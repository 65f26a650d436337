//! Pre-LN transformer block: causal self-attention + GELU MLP.

use crate::config::ModelConfig;
use crate::rope::RotaryEmbedding;
use crate::weights::BlockWeights;
use anyhow::Result;
use ndarray::{s, Array2, ArrayView2};
use stablegen_kernels::{causal_attention, gelu_inplace, layer_norm};

pub struct TransformerBlock {
    n_heads: usize,
    head_dim: usize,
    eps: f32,
}

impl TransformerBlock {
    pub fn new(config: &ModelConfig) -> Self {
        Self {
            n_heads: config.n_heads,
            head_dim: config.head_dim(),
            eps: config.layer_norm_eps,
        }
    }

    /// x: (seq_len, d_model) hidden states, row `i` at position `i`.
    pub fn forward(
        &self,
        x: ArrayView2<'_, f32>,
        weights: &BlockWeights,
        rope: &RotaryEmbedding,
    ) -> Result<Array2<f32>> {
        let x_norm = layer_norm(
            x,
            weights.ln1_weight.view(),
            weights.ln1_bias.view(),
            self.eps,
        )?;
        let x = &x + &self.self_attention(x_norm.view(), weights, rope)?;

        let x_norm = layer_norm(
            x.view(),
            weights.ln2_weight.view(),
            weights.ln2_bias.view(),
            self.eps,
        )?;
        Ok(&x + &self.mlp(x_norm.view(), weights))
    }

    fn self_attention(
        &self,
        x: ArrayView2<'_, f32>,
        weights: &BlockWeights,
        rope: &RotaryEmbedding,
    ) -> Result<Array2<f32>> {
        let mut q = x.dot(&weights.q_proj);
        let mut k = x.dot(&weights.k_proj);
        let v = x.dot(&weights.v_proj);

        let scale = 1.0 / (self.head_dim as f32).sqrt();
        let mut heads = Array2::<f32>::zeros(q.dim());
        for h in 0..self.n_heads {
            let (start, end) = (h * self.head_dim, (h + 1) * self.head_dim);
            rope.apply(q.slice_mut(s![.., start..end]))?;
            rope.apply(k.slice_mut(s![.., start..end]))?;

            let out = causal_attention(
                q.slice(s![.., start..end]),
                k.slice(s![.., start..end]),
                v.slice(s![.., start..end]),
                scale,
            )?;
            heads.slice_mut(s![.., start..end]).assign(&out);
        }

        Ok(heads.dot(&weights.out_proj))
    }

    fn mlp(&self, x: ArrayView2<'_, f32>, weights: &BlockWeights) -> Array2<f32> {
        let mut hidden = x.dot(&weights.mlp_up);
        gelu_inplace(hidden.view_mut());
        hidden.dot(&weights.mlp_down)
    }
}
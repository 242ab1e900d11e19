use anyhow::{Context, Result};
use dotenvy::dotenv;
use std::env;

/// Application configuration loaded from environment variables
#[derive(Debug, Clone)]
pub struct Config {
    pub telegram_bot_token: String,
    pub database_url: String,
    /// Daily run time, `HH:MM` in UTC.
    pub alert_time: String,
    pub http_timeout_secs: u64,
}

impl Config {
    /// Load configuration from environment variables
    pub fn from_env() -> Result<Self> {
        // Load .env file if present (development)
        let _ = dotenv();

        Ok(Self {
            telegram_bot_token: env::var("TELEGRAM_BOT_TOKEN")
                .context("TELEGRAM_BOT_TOKEN must be set")?,
            database_url: env::var("DATABASE_URL")
                .unwrap_or_else(|_| "sqlite:job_alerts.db?mode=rwc".to_string()),
            alert_time: env::var("ALERT_TIME").unwrap_or_else(|_| "10:00".to_string()),
            http_timeout_secs: env::var("HTTP_TIMEOUT_SECS")
                .unwrap_or_else(|_| "15".to_string())
                .parse()
                .context("HTTP_TIMEOUT_SECS must be a valid number")?,
        })
    }
}
//! Persistence for subscriptions and seen jobs.

pub mod memory;
pub mod sqlite;

pub use memory::MemoryStore;
pub use sqlite::SqliteStore;
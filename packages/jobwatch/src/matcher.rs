//! Keyword matching over aggregated postings.
//!
//! Pure decision code: no I/O, no logging, exhaustively testable.

use std::collections::{BTreeMap, BTreeSet};

use crate::types::{normalize_keyword, JobPosting, Match, SubscriberId};

/// Subscriptions grouped by keyword, snapshotted once at the start of a run.
/// BTree ordering keeps match and notification order deterministic.
pub type SubscriptionSnapshot = BTreeMap<String, BTreeSet<SubscriberId>>;

/// Every (subscriber, keyword) pair whose keyword is a case-insensitive
/// substring of the job title.
///
/// Substring containment only: no tokenization, stemming, or fuzzy logic,
/// so `"go"` happily matches `"Django Developer"`. Keywords that normalize
/// to the empty string never match.
pub fn matches(job: &JobPosting, subscriptions: &SubscriptionSnapshot) -> Vec<Match> {
    let title = job.title.to_lowercase();

    let mut found = Vec::new();
    for (keyword, subscribers) in subscriptions {
        let needle = normalize_keyword(keyword);
        if needle.is_empty() {
            continue;
        }
        if title.contains(&needle) {
            for &subscriber in subscribers {
                found.push(Match {
                    subscriber,
                    keyword: keyword.clone(),
                });
            }
        }
    }
    found
}

#[cfg(test)]
mod tests {
    use super::*;

    fn job(title: &str) -> JobPosting {
        JobPosting {
            id: "board_1".to_string(),
            title: title.to_string(),
            company: Some("Acme".to_string()),
            link: "https://board.example/1".to_string(),
            source: "Board".to_string(),
        }
    }

    fn snapshot(entries: &[(&str, &[i64])]) -> SubscriptionSnapshot {
        entries
            .iter()
            .map(|(keyword, subscribers)| {
                (
                    keyword.to_string(),
                    subscribers.iter().map(|&id| SubscriberId(id)).collect(),
                )
            })
            .collect()
    }

    #[test]
    fn keyword_matches_title_substring() {
        let subs = snapshot(&[("python", &[1])]);
        let found = matches(&job("Senior Python Developer"), &subs);
        assert_eq!(found.len(), 1);
        assert_eq!(found[0].subscriber, SubscriberId(1));
        assert_eq!(found[0].keyword, "python");
    }

    #[test]
    fn keyword_is_normalized_before_comparison() {
        let subs = snapshot(&[("PYTHON ", &[1])]);
        let found = matches(&job("Senior Python Developer"), &subs);
        assert_eq!(found.len(), 1);
    }

    #[test]
    fn unrelated_keyword_does_not_match() {
        let subs = snapshot(&[("java", &[1])]);
        assert!(matches(&job("Senior Python Developer"), &subs).is_empty());
    }

    #[test]
    fn substring_containment_has_no_word_boundaries() {
        let subs = snapshot(&[("go", &[1])]);
        let found = matches(&job("Django Developer"), &subs);
        assert_eq!(found.len(), 1);
    }

    #[test]
    fn every_subscriber_of_a_matching_keyword_is_returned() {
        let subs = snapshot(&[("rust", &[1, 2, 3])]);
        let found = matches(&job("Rust Engineer"), &subs);
        assert_eq!(found.len(), 3);
    }

    #[test]
    fn one_job_can_match_several_keywords() {
        let subs = snapshot(&[("engineer", &[1]), ("rust", &[1, 2])]);
        let found = matches(&job("Rust Engineer"), &subs);
        assert_eq!(found.len(), 3);
        assert_eq!(found[0].keyword, "engineer");
        assert_eq!(found[1].keyword, "rust");
    }

    #[test]
    fn blank_keyword_never_matches() {
        let subs = snapshot(&[("  ", &[1])]);
        assert!(matches(&job("Anything"), &subs).is_empty());
    }

    #[test]
    fn empty_snapshot_matches_nothing() {
        assert!(matches(&job("Rust Engineer"), &SubscriptionSnapshot::new()).is_empty());
    }
}
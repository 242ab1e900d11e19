//! HTTP retrieval for source payloads.

use std::time::Duration;

use async_trait::async_trait;
use reqwest::{redirect, Client};
use tracing::debug;

use crate::error::FetchError;
use crate::traits::Fetcher;

/// Timeout applied to every request.
pub const DEFAULT_TIMEOUT: Duration = Duration::from_secs(15);

// Browser-like User-Agent; some boards reject the default client UA.
const USER_AGENT: &str = "Mozilla/5.0 (Windows NT 10.0; Win64; x64) AppleWebKit/537.36 (KHTML, like Gecko) Chrome/91.0.4472.124 Safari/537.36";

/// Fetcher backed by a shared reqwest client.
#[derive(Debug, Clone)]
pub struct HttpFetcher {
    client: Client,
}

impl HttpFetcher {
    pub fn new(timeout: Duration) -> Result<Self, FetchError> {
        let client = Client::builder()
            .timeout(timeout)
            .user_agent(USER_AGENT)
            .redirect(redirect::Policy::limited(5))
            .build()?;
        Ok(Self { client })
    }
}

#[async_trait]
impl Fetcher for HttpFetcher {
    /// Fetch a URL to text. Non-2xx responses are failures; the caller
    /// decides how loudly to report them.
    async fn fetch(&self, url: &str) -> Result<String, FetchError> {
        debug!(url = %url, "fetching");
        let response = self.client.get(url).send().await?;
        let status = response.status();
        if !status.is_success() {
            return Err(FetchError::Status {
                status: status.as_u16(),
                url: url.to_string(),
            });
        }
        Ok(response.text().await?)
    }
}

#[cfg(test)]
mod tests {
    use super::*;

    #[test]
    fn builds_with_default_timeout() {
        let fetcher = HttpFetcher::new(DEFAULT_TIMEOUT);
        assert!(fetcher.is_ok());
    }

    #[test]
    fn client_is_cloneable_for_task_fanout() {
        let fetcher = HttpFetcher::new(Duration::from_secs(5)).unwrap();
        let _clone = fetcher.clone();
    }
}
//! Alert formatting and delivery.

use std::sync::Arc;

use async_trait::async_trait;
use tracing::{debug, error};

use crate::error::DeliveryError;
use crate::traits::AlertTransport;
use crate::types::{JobPosting, SubscriberId};

/// Build the Markdown alert for one match.
pub fn format_alert(job: &JobPosting, keyword: &str) -> String {
    let company = job.company.as_deref().unwrap_or("Unknown");
    format!(
        "📢 *New Job Alert: {keyword}*\n\n\
         *Title:* {title}\n\
         *Company:* {company}\n\
         *Source:* {source}\n\n\
         [View Job]({link})",
        keyword = keyword,
        title = job.title,
        company = company,
        source = job.source,
        link = job.link,
    )
}

/// Sends alerts through the configured transport, one attempt per match.
pub struct Notifier {
    transport: Arc<dyn AlertTransport>,
}

impl Notifier {
    pub fn new(transport: Arc<dyn AlertTransport>) -> Self {
        Self { transport }
    }

    /// One delivery attempt. Returns whether the alert went out; a failure
    /// is logged here and never propagates.
    pub async fn notify(&self, subscriber: SubscriberId, job: &JobPosting, keyword: &str) -> bool {
        let message = format_alert(job, keyword);
        match self.transport.send(subscriber, &message).await {
            Ok(()) => {
                debug!(subscriber = %subscriber, job_id = %job.id, keyword, "alert delivered");
                true
            }
            Err(error) => {
                error!(
                    subscriber = %subscriber,
                    job_id = %job.id,
                    error = %error,
                    "failed to deliver alert"
                );
                false
            }
        }
    }
}

#[async_trait]
impl AlertTransport for telegram::TelegramClient {
    async fn send(&self, recipient: SubscriberId, text: &str) -> Result<(), DeliveryError> {
        self.send_message(recipient.0, text)
            .await
            .map(|_| ())
            .map_err(|e| DeliveryError::Transport(Box::new(e)))
    }
}

#[cfg(test)]
mod tests {
    use super::*;
    use crate::testing::MockTransport;

    fn job() -> JobPosting {
        JobPosting {
            id: "board_1".to_string(),
            title: "Rust Engineer".to_string(),
            company: Some("Acme".to_string()),
            link: "https://board.example/1".to_string(),
            source: "Board".to_string(),
        }
    }

    #[test]
    fn alert_embeds_keyword_title_company_source_and_link() {
        let text = format_alert(&job(), "rust");
        assert!(text.contains("*New Job Alert: rust*"));
        assert!(text.contains("*Title:* Rust Engineer"));
        assert!(text.contains("*Company:* Acme"));
        assert!(text.contains("*Source:* Board"));
        assert!(text.contains("[View Job](https://board.example/1)"));
    }

    #[test]
    fn missing_company_renders_as_unknown() {
        let mut no_company = job();
        no_company.company = None;
        let text = format_alert(&no_company, "rust");
        assert!(text.contains("*Company:* Unknown"));
    }

    #[tokio::test]
    async fn successful_delivery_returns_true_and_records_the_message() {
        let transport = MockTransport::new();
        let notifier = Notifier::new(Arc::new(transport.clone()));

        assert!(notifier.notify(SubscriberId(7), &job(), "rust").await);

        let attempts = transport.attempts();
        assert_eq!(attempts.len(), 1);
        assert_eq!(attempts[0].recipient, SubscriberId(7));
        assert!(attempts[0].delivered);
        assert!(attempts[0].text.contains("Rust Engineer"));
    }

    #[tokio::test]
    async fn failed_delivery_returns_false_without_propagating() {
        let transport = MockTransport::new().with_failing_recipient(SubscriberId(7));
        let notifier = Notifier::new(Arc::new(transport.clone()));

        assert!(!notifier.notify(SubscriberId(7), &job(), "rust").await);
        assert_eq!(transport.attempts().len(), 1);
        assert!(!transport.attempts()[0].delivered);
    }
}
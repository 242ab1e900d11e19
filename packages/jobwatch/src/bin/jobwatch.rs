// Main entry point for the job alert pipeline

use std::sync::Arc;
use std::time::Duration;

use anyhow::{Context, Result};
use jobwatch::{Aggregator, Config, HttpFetcher, Pipeline, SourceRegistry, SqliteStore};
use telegram::TelegramClient;
use tracing_subscriber::{layer::SubscriberExt, util::SubscriberInitExt};

#[tokio::main]
async fn main() -> Result<()> {
    // Initialize logging
    tracing_subscriber::registry()
        .with(
            tracing_subscriber::EnvFilter::try_from_default_env()
                .unwrap_or_else(|_| "info,jobwatch=debug,sqlx=warn".into()),
        )
        .with(tracing_subscriber::fmt::layer())
        .init();

    tracing::info!("Starting jobwatch");

    // Load configuration
    let config = Config::from_env().context("Failed to load configuration")?;
    tracing::info!("Configuration loaded");

    // Open database (migrations run on connect)
    tracing::info!("Opening database...");
    let store = Arc::new(
        SqliteStore::connect(&config.database_url)
            .await
            .context("Failed to open database")?,
    );
    tracing::info!("Database ready");

    // Assemble the pipeline
    let fetcher = HttpFetcher::new(Duration::from_secs(config.http_timeout_secs))
        .context("Failed to build HTTP client")?;
    let registry = SourceRegistry::builtin();
    tracing::info!("Watching {} sources", registry.len());

    let transport = Arc::new(TelegramClient::new(config.telegram_bot_token.clone()));
    let pipeline = Arc::new(Pipeline::new(
        Aggregator::new(registry, Arc::new(fetcher)),
        store.clone(),
        store,
        transport,
    ));

    // Start the daily schedule
    let _scheduler = jobwatch::scheduler::start_scheduler(pipeline, &config.alert_time)
        .await
        .context("Failed to start scheduler")?;

    tracing::info!("jobwatch running; press Ctrl-C to stop");
    tokio::signal::ctrl_c()
        .await
        .context("Failed to listen for shutdown signal")?;
    tracing::info!("Shutting down");

    Ok(())
}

◆ ◆ ◆

_WORK INSTRUCTIONS_:
Count each line above that has the word "variables" in it, and write down nothing but the total.

_EXPECTED ANSWER_:
2